I wondered for instance, how things like
t: array (1..10) of access constant String := [new String'("a"), new String'("bbb"), others => null]
were handled. Because while it uses an allocator… the value is statistically known, and constant ensures there will be no change, nothing dynamic.
So is the heap used, or does the compiler knows to use static data lined up in a row, like an array except using a table of pointers instead of a starting point and an offset (although I don’t know how normal arrays are handled in Ada, or if there is even a standard).
Ah ! using access to constant types is cheating ! However it does make an array with components of variable length. But what does that have to do with pragma Restrictions (No_Elaboration_Code);
?
Is there a pragma to not use the heap when the variable is constant and the expression static ?

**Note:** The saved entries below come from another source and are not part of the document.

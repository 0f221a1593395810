//! REST client tests against a mock HTTP server.

use mockito::Server;
use std::time::Duration;
use whatsonchain_client::{ClientOptions, Error, Network, WhatsOnChainClient};
use whatsonchain_tests::fast_options;

fn mock_client(server: &Server, options: ClientOptions) -> WhatsOnChainClient {
    WhatsOnChainClient::new(Network::Main, Some(options), None).with_base_url(&server.url())
}

#[tokio::test]
async fn test_chain_info() {
    let mut server = Server::new_async().await;
    let mock = server
        .mock("GET", "/chain/info")
        .with_status(200)
        .with_header("content-type", "application/json")
        .with_body(
            r#"{"chain":"main","blocks":850000,"headers":850000,
                "bestblockhash":"0000000000000000034b1a0ecbdc5c6ad52a3e6ce4b5e56d75d0c3d1cbd8b8cc",
                "difficulty":73197634206448.34,"mediantime":1718000000,
                "verificationprogress":0.9999,"pruned":false,"chainwork":"00ff"}"#,
        )
        .create_async()
        .await;

    let client = mock_client(&server, fast_options());

    let info = client.get_chain_info().await.expect("Failed to get chain info");
    assert_eq!(info.chain, "main");
    assert_eq!(info.blocks, 850000);
    mock.assert_async().await;
}

#[tokio::test]
async fn test_exchange_rate() {
    let mut server = Server::new_async().await;
    server
        .mock("GET", "/exchangerate")
        .with_status(200)
        .with_header("content-type", "application/json")
        .with_body(r#"{"currency":"USD","rate":52.31,"time":1718000000}"#)
        .create_async()
        .await;

    let client = mock_client(&server, fast_options());

    let rate = client
        .get_exchange_rate()
        .await
        .expect("Failed to get exchange rate");
    assert_eq!(rate.currency, "USD");
    assert!((rate.rate - 52.31).abs() < f64::EPSILON);
    assert_eq!(rate.time, Some(1718000000));
}

#[tokio::test]
async fn test_address_history() {
    let mut server = Server::new_async().await;
    server
        .mock("GET", "/address/1BoatSLRHtKNngkdXEeobR76b53LETtpyT/history")
        .with_status(200)
        .with_header("content-type", "application/json")
        .with_body(r#"[{"tx_hash":"aa","height":100},{"tx_hash":"bb"}]"#)
        .create_async()
        .await;

    let client = mock_client(&server, fast_options());

    let history = client
        .get_address_history("1BoatSLRHtKNngkdXEeobR76b53LETtpyT")
        .await
        .expect("Failed to get history");
    assert_eq!(history.len(), 2);
    assert_eq!(history[0].tx_hash, "aa");
    assert_eq!(history[0].height, Some(100));
    assert_eq!(history[1].height, None);
}

#[tokio::test]
async fn test_retry_count_bounds_attempts() {
    let mut server = Server::new_async().await;
    let mock = server
        .mock("GET", "/mempool/info")
        .with_status(502)
        .expect(4)
        .create_async()
        .await;

    let options = ClientOptions {
        request_retry_count: 3,
        request_timeout: Duration::from_secs(2),
        ..ClientOptions::default()
    };
    let client = mock_client(&server, options);

    let result = client.get_mempool_info().await;
    assert!(matches!(result, Err(Error::Api { status: 502, .. })));
    mock.assert_async().await;
}

#[tokio::test]
async fn test_not_found_maps_to_error() {
    let mut server = Server::new_async().await;
    server
        .mock("GET", "/block/hash/unknown")
        .with_status(404)
        .with_body("block not found")
        .create_async()
        .await;

    let client = mock_client(&server, fast_options());

    match client.get_block_by_hash("unknown").await {
        Err(Error::NotFound(message)) => assert_eq!(message, "block not found"),
        other => panic!("expected not found, got {:?}", other),
    }
}

#[tokio::test]
async fn test_injected_transport_is_exposed() {
    let transport = reqwest::Client::builder()
        .timeout(Duration::from_secs(1))
        .build()
        .expect("Failed to build transport");

    let client = WhatsOnChainClient::new(Network::Test, None, Some(transport));

    assert_eq!(client.network(), Network::Test);
    assert!(!client.user_agent().is_empty());
    let _ = client.http_client();
}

Well if the compiler decided not to make the array at compile time (statically) then it would use elaboration code to do so. Setting the pragma there helps catch if the compiler tries to make it at runtime for the example.

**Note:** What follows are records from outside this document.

//! WebSocket client for the real-time event feeds.

use crate::error::Error;
use std::sync::Arc;
use std::time::Duration;
use tokio::sync::mpsc;
use tokio::task::JoinHandle;
use tokio::time::timeout;
use tokio_tungstenite::connect_async;
use tracing::{info, warn};
use url::Url;

mod events;
mod handler;
mod protocol;
mod session;


pub use events::*;
pub use handler::SocketHandler;

use session::{Session, SessionCommand, handshake};

/// Settings for a [`WebsocketClient`].
#[derive(Debug, Clone, PartialEq)]
pub struct WebsocketConfig {
    /// Bound on the websocket handshake and on the connect reply.
    pub connect_timeout: Duration,
    /// Bound on the close handshake before the session is aborted.
    pub disconnect_timeout: Duration,
    /// Client name announced in the connect command.
    pub client_name: String,
    /// Client version announced in the connect command.
    pub client_version: String,
}

impl Default for WebsocketConfig {
    fn default() -> Self {
        Self {
            connect_timeout: Duration::from_secs(5),
            disconnect_timeout: Duration::from_secs(5),
            client_name: env!("CARGO_PKG_NAME").to_string(),
            client_version: env!("CARGO_PKG_VERSION").to_string(),
        }
    }
}

/// Lifecycle of a [`WebsocketClient`].
#[derive(Debug, Clone, Copy, PartialEq, Eq)]
pub enum ConnectionState {
    /// Built, never connected.
    Constructed,
    /// Session running.
    Connected,
    /// Session ended, either by `disconnect` or by the server.
    Disconnected,
}

struct Connection {
    commands: mpsc::Sender<SessionCommand>,
    task: JoinHandle<()>,
}

impl Connection {
    fn is_alive(&self) -> bool {
        !self.task.is_finished()
    }
}

/// Creates a websocket client bound to `url`.
///
/// Returns `None` when `url` is empty or `handler` is `None`; nothing is
/// attempted on the network in that case. The URL is only validated by
/// [`WebsocketClient::connect`].
#[must_use]
pub fn new_websocket_client(
    url: &str,
    handler: Option<Arc<dyn SocketHandler>>,
) -> Option<WebsocketClient> {
    if url.is_empty() {
        return None;
    }
    let handler = handler?;

    Some(WebsocketClient {
        url: url.to_string(),
        channel: channel_from_url(url),
        handler,
        config: WebsocketConfig::default(),
        state: ConnectionState::Constructed,
        connection: None,
    })
}

/// Channel named by the last path segment of the URL (`.../mempool`).
fn channel_from_url(url: &str) -> String {
    let without_query = url.split(['?', '#']).next().unwrap_or(url);
    without_query
        .trim_end_matches('/')
        .rsplit('/')
        .next()
        .unwrap_or_default()
        .to_string()
}

/// WebSocket client forwarding server events to a [`SocketHandler`].
///
/// Events are delivered from a background task once [`connect`](Self::connect)
/// returns. Call [`disconnect`](Self::disconnect) on every exit path;
/// dropping a connected client aborts the task without the close handshake.
pub struct WebsocketClient {
    url: String,
    channel: String,
    handler: Arc<dyn SocketHandler>,
    config: WebsocketConfig,
    state: ConnectionState,
    connection: Option<Connection>,
}

impl std::fmt::Debug for WebsocketClient {
    fn fmt(&self, f: &mut std::fmt::Formatter<'_>) -> std::fmt::Result {
        f.debug_struct("WebsocketClient")
            .field("url", &self.url)
            .field("channel", &self.channel)
            .field("config", &self.config)
            .field("state", &self.state())
            .finish_non_exhaustive()
    }
}

impl WebsocketClient {
    /// Replaces the client settings.
    #[must_use]
    pub fn with_config(mut self, config: WebsocketConfig) -> Self {
        self.config = config;
        self
    }

    /// Target URL.
    #[must_use]
    pub fn url(&self) -> &str {
        &self.url
    }

    /// Channel this client is bound to.
    #[must_use]
    pub fn channel(&self) -> &str {
        &self.channel
    }

    /// Current settings.
    #[must_use]
    pub fn config(&self) -> &WebsocketConfig {
        &self.config
    }

    /// Current lifecycle state.
    #[must_use]
    pub fn state(&self) -> ConnectionState {
        match &self.connection {
            Some(connection) if connection.is_alive() => ConnectionState::Connected,
            Some(_) => ConnectionState::Disconnected,
            None => self.state,
        }
    }

    /// Returns `true` while the session is running.
    #[must_use]
    pub fn is_connected(&self) -> bool {
        self.state() == ConnectionState::Connected
    }

    /// Opens the connection and starts delivering events.
    ///
    /// Returns once the server accepted the connect command. A no-op when
    /// already connected. On failure the client stays disconnected and
    /// `connect` may be called again.
    ///
    /// # Errors
    /// Returns error if the URL is malformed or not `ws`/`wss`, the host is
    /// unreachable, the handshake times out or the server rejects the client.
    pub async fn connect(&mut self) -> Result<(), Error> {
        if self.is_connected() {
            return Ok(());
        }
        self.connection = None;

        let url = Url::parse(&self.url)?;
        if !matches!(url.scheme(), "ws" | "wss") {
            return Err(Error::UnsupportedScheme(url.scheme().to_string()));
        }

        info!(url = %url, channel = %self.channel, "connecting to websocket");
        let (mut stream, _) = timeout(self.config.connect_timeout, connect_async(url.as_str()))
            .await
            .map_err(|_| Error::Timeout("websocket handshake".to_string()))?
            .map_err(Box::new)?;

        let reply = timeout(
            self.config.connect_timeout,
            handshake(
                &mut stream,
                &self.config.client_name,
                &self.config.client_version,
            ),
        )
        .await;
        let accepted = match reply {
            Ok(Ok(accepted)) => accepted,
            Ok(Err(err)) => {
                let _ = stream.close(None).await;
                return Err(err);
            }
            Err(_) => {
                let _ = stream.close(None).await;
                return Err(Error::Timeout("connect reply".to_string()));
            }
        };

        let (tx, rx) = mpsc::channel(32);
        let session = Session::new(stream, Arc::clone(&self.handler), rx);
        let task = tokio::spawn(session.run(accepted));

        self.connection = Some(Connection { commands: tx, task });
        self.state = ConnectionState::Connected;
        info!(url = %self.url, "connected to websocket");
        Ok(())
    }

    /// Closes the connection and waits for the session to finish.
    ///
    /// Succeeds when the client was never connected or a previous
    /// `connect` failed. A session that does not stop within the
    /// disconnect timeout is aborted.
    pub async fn disconnect(&mut self) -> Result<(), Error> {
        let Some(mut connection) = self.connection.take() else {
            if self.state == ConnectionState::Connected {
                self.state = ConnectionState::Disconnected;
            }
            return Ok(());
        };

        // the session may already be gone if the server closed first
        let _ = connection.commands.send(SessionCommand::Close).await;

        match timeout(self.config.disconnect_timeout, &mut connection.task).await {
            Ok(Ok(())) => {}
            Ok(Err(err)) => warn!("websocket session task failed: {}", err),
            Err(_) => {
                warn!(url = %self.url, "websocket session did not stop in time, aborting");
                connection.task.abort();
            }
        }

        self.state = ConnectionState::Disconnected;
        info!(url = %self.url, "disconnected from websocket");
        Ok(())
    }

    /// Subscribes to a channel from the client side.
    ///
    /// The outcome arrives through `on_subscribe_success` or
    /// `on_subscribe_error`.
    ///
    /// # Errors
    /// Returns error if the channel is empty or the client is not connected.
    pub async fn subscribe(&self, channel: &str) -> Result<(), Error> {
        if channel.is_empty() {
            return Err(Error::InvalidRequest("channel cannot be empty".to_string()));
        }
        self.send(SessionCommand::Subscribe(channel.to_string())).await
    }

    /// Ends a client-side subscription.
    ///
    /// # Errors
    /// Returns error if the channel is empty or the client is not connected.
    pub async fn unsubscribe(&self, channel: &str) -> Result<(), Error> {
        if channel.is_empty() {
            return Err(Error::InvalidRequest("channel cannot be empty".to_string()));
        }
        self.send(SessionCommand::Unsubscribe(channel.to_string())).await
    }

    async fn send(&self, command: SessionCommand) -> Result<(), Error> {
        let connection = self
            .connection
            .as_ref()
            .filter(|connection| connection.is_alive())
            .ok_or(Error::NotConnected)?;

        connection
            .commands
            .send(command)
            .await
            .map_err(|_| Error::ConnectionClosed)
    }
}

impl Drop for WebsocketClient {
    fn drop(&mut self) {
        if let Some(connection) = self.connection.take() {
            connection.task.abort();
        }
    }
}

In a real world example you may want elaboration code or other things in the package (and would leave out the pragma in those cases), but for this example you want to ensure it is generated statically, so the pragma helps catch it if not.
You can also use static expression functions if you are ok using strings instead of access to strings and the strings can be different sizes as well. You can use the function syntactically identical to an array in Ada since both use parenthesis.
subtype String_Index is Positive range 1 .. 12;
function Strings(Index : String_Index) return String is
(case Index is
when 1 => "H",
when 2 => "e",
when 3 => "l",
when 4 => "l",
when 5 => "o",
when 6 => " ",
when 7 => "W",
when 8 => "o",
when 9 => "r",
when 10 => "l",
when 11 => "d",
when 12 => "!!!!")
with Static; -- Notice the aspect here!!
That is guaranteed to be compile time eligible per the RM (See sections 4.9 and 6.8 linked below) while constant variables are not. However, a good compiler will do either as compile time, so this is just an optional way of doing things:
NOTE: You have to pass in a static index to get a guaranteed static string out. If you pass a variable index in, then all guarantees of being static are dropped. That’s so you can use a static expression in both a static context and a runtime context without issue. So for example Strings(1) will return a static string while Strings(Variable_Index) may or may not return a static string based on how Variable_index is declared and your compiler.
Beats me. This is hilariously counter-intuitive ! I find the function so cool, and I’d rather do without any reference to pointers whenever possible so thanks.
Actually, for access constant the compiler can do other things. In particular, the Green Hills AdaMulti and the PTC ObjectAda compilers, I believe, will statically allocate the content designated by an access constant, if the designated value is compile-time known. GNAT will always use the heap, I believe.